Disclaimer: I don't own anyone.
Rated: M
Warning(s): Slash, Incest, Non-Con, Crime, etc.


After a few days, it was determined that Brock would live. I can't say that I was thrilled about the news, because he would still be out there and it terrified me to no end to think that, even from jail, he could still mess with my head. On the other hand, I wasn't disappointed either. Even if he was an abusive bastard, he was still my brother. At the end of the day, blood is thicker than water. Family will stick by you and defend you, even in the worst of circumstances. And that fact made my father's life hell.

From what little my father could collect from Randy and I, he knew that Adam had been innocent. He didn't have any form of weapon on him, hadn't threatened Brock in any way, or anything like that. So, in a sense, I suppose that he knew that Brock was guilty. But, at the same time, a father never wants to think that his son is capable of shooting a man for no reason at all. Apparently, Dad hadn't even known that Brock owned a firearm. As it turned out, there was a lot that he didn't know about Brock…


"I feel like I haven't seen you in a month of Sundays!" Phil motioned to the chair beside his bed. I slid into it easily, thankful that I didn't have to be on my feet anymore. "How have you been? Believe me when I say that you look like shit, Johnny."

I offered an awkward smile. He certainly did know a hundred and one ways to make a man feel shitty about himself. "I've been better. This is only my second day home after a three day stay in the hospital, so…" I trailed off.

Phil's look melted into one of concern. "You were in the hospital?" I nodded. "What for?" How could I tell him? How could I tell him the truth when I couldn't even tell it to my own father?

"My boyfriend and I had tried some stuff… you know, in the bedroom… and it didn't end too well. I was out cold when I was brought to the hospital and Dad said that they wanted to run a rape kit." I lied fluidly. It was like the lie had become the truth.

"That sucks man." Phil's look of sympathy turned into one of amusement. "Since when do you have a boyfriend? I was just beginning to think that you would spend the rest of your life as an old cat lady, too!"

I raised an eyebrow. "Don't you kinda need to be a lady to be an old cat lady? It's even in the name, man." We both broke down into fits of laughter, and I was reminded of the good times, before his mania kicked in and made itself at home.

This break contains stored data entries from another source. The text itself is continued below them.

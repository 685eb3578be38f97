//! Reaction descriptions and rate-law parameters.

/// Modified Arrhenius rate law `k = A·T^b·exp(−Ea/(R·T))`.
///
/// Units are SI on a kmol basis: `A` in `(m³/kmol)^(n−1)/s` for a reaction
/// of overall order `n`, `Ea` in J/kmol.
#[derive(Debug, Clone, Copy, PartialEq)]
#[cfg_attr(feature = "serde", derive(serde::Serialize, serde::Deserialize))]
pub struct Arrhenius {
    /// Pre-exponential factor
    pub a: f64,
    /// Temperature exponent
    pub b: f64,
    /// Activation energy [J/kmol]
    pub ea: f64,
}

impl Arrhenius {
    pub const fn new(a: f64, b: f64, ea: f64) -> Self {
        Self { a, b, ea }
    }

    /// Convert from the customary CGS/calorie form (`cm`, `mol`, `cal/mol`).
    ///
    /// `order` is the overall molecularity of the rate expression, counting
    /// the third body for three-body and low-pressure falloff rates.
    pub fn from_cgs(a: f64, b: f64, ea_cal_per_mol: f64, order: i32) -> Self {
        use ck_core::units::constants::CAL_TO_J;
        // cm³/mol -> m³/kmol is a factor 1e-3 per concentration power
        let a_si = a * 1e-3_f64.powi(order - 1);
        Self::new(a_si, b, ea_cal_per_mol * CAL_TO_J * 1e3)
    }

    pub fn is_finite(&self) -> bool {
        self.a.is_finite() && self.b.is_finite() && self.ea.is_finite()
    }
}

/// Troe falloff broadening parameters.
#[derive(Debug, Clone, Copy, PartialEq)]
#[cfg_attr(feature = "serde", derive(serde::Serialize, serde::Deserialize))]
pub struct Troe {
    pub a: f64,
    pub t3: f64,
    pub t1: f64,
    /// Optional fourth parameter; absent means the `exp(−T2/T)` term is dropped
    pub t2: Option<f64>,
}

/// Collision / pressure-dependence model of a reaction.
#[derive(Debug, Clone, PartialEq)]
#[cfg_attr(feature = "serde", derive(serde::Serialize, serde::Deserialize))]
pub enum ReactionKind {
    /// Plain mass-action reaction.
    Elementary,
    /// `A + B + M <=> AB + M`: rate of progress scaled by `[M]`.
    ThreeBody {
        /// Collision efficiencies by species name; unlisted species use 1.0
        efficiencies: Vec<(String, f64)>,
    },
    /// `A + B (+M) <=> AB (+M)`: Lindemann blending of `low` and the
    /// reaction's high-pressure rate, optionally broadened by Troe.
    Falloff {
        low: Arrhenius,
        efficiencies: Vec<(String, f64)>,
        troe: Option<Troe>,
    },
}

impl ReactionKind {
    /// Collision efficiencies, if the reaction has a third body.
    pub fn efficiencies(&self) -> Option<&[(String, f64)]> {
        match self {
            ReactionKind::Elementary => None,
            ReactionKind::ThreeBody { efficiencies } => Some(efficiencies),
            ReactionKind::Falloff { efficiencies, .. } => Some(efficiencies),
        }
    }
}

/// One reaction of a mechanism, referencing species by name.
#[derive(Debug, Clone, PartialEq)]
#[cfg_attr(feature = "serde", derive(serde::Serialize, serde::Deserialize))]
pub struct ReactionDescription {
    /// Human-readable equation, used in diagnostics only
    pub equation: String,
    pub reactants: Vec<(String, f64)>,
    pub products: Vec<(String, f64)>,
    /// Forward (high-pressure, for falloff) rate law
    pub rate: Arrhenius,
    pub reversible: bool,
    pub kind: ReactionKind,
}

impl ReactionDescription {
    /// Reversible elementary reaction.
    pub fn reversible(
        equation: impl Into<String>,
        reactants: &[(&str, f64)],
        products: &[(&str, f64)],
        rate: Arrhenius,
    ) -> Self {
        Self {
            equation: equation.into(),
            reactants: to_owned_side(reactants),
            products: to_owned_side(products),
            rate,
            reversible: true,
            kind: ReactionKind::Elementary,
        }
    }

    /// Irreversible elementary reaction.
    pub fn irreversible(
        equation: impl Into<String>,
        reactants: &[(&str, f64)],
        products: &[(&str, f64)],
        rate: Arrhenius,
    ) -> Self {
        Self {
            reversible: false,
            ..Self::reversible(equation, reactants, products, rate)
        }
    }

    /// Attach third-body enhancement.
    pub fn with_third_body(mut self, efficiencies: &[(&str, f64)]) -> Self {
        self.kind = ReactionKind::ThreeBody {
            efficiencies: to_owned_side(efficiencies),
        };
        self
    }

    /// Attach falloff pressure dependence.
    pub fn with_falloff(
        mut self,
        low: Arrhenius,
        efficiencies: &[(&str, f64)],
        troe: Option<Troe>,
    ) -> Self {
        self.kind = ReactionKind::Falloff {
            low,
            efficiencies: to_owned_side(efficiencies),
            troe,
        };
        self
    }
}

fn to_owned_side(side: &[(&str, f64)]) -> Vec<(String, f64)> {
    side.iter().map(|(s, nu)| ((*s).to_string(), *nu)).collect()
}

"You're close enough." Phil said with a smirk. "I mean, what with the slight build, your bubble ass, and your curves… are you sure you're not a girl and you have just been lying this whole time?"

Before I could stop it, an obnoxious chuckle left my body. "I think that I would be the first one to know, don't you?" Phil shrugged, mumbling something like 'anything is possible' under his breath.

We settled into a comfortable silence after that. I leaned back in the chair, putting my feet on the little shelf underneath Phil's bed. The objective was to take some of the pressure off of my lower back, but it didn't work too well. According to the x-rays that they took at the hospital, my lower back and hips had been most affected by Brock's brutal attack. Because of the steroids he had just taken, he was stronger and, in one of his brutal acts, had bruised my lower spine. It hurt like hell, but I didn't want Phil to see the pain that I was in.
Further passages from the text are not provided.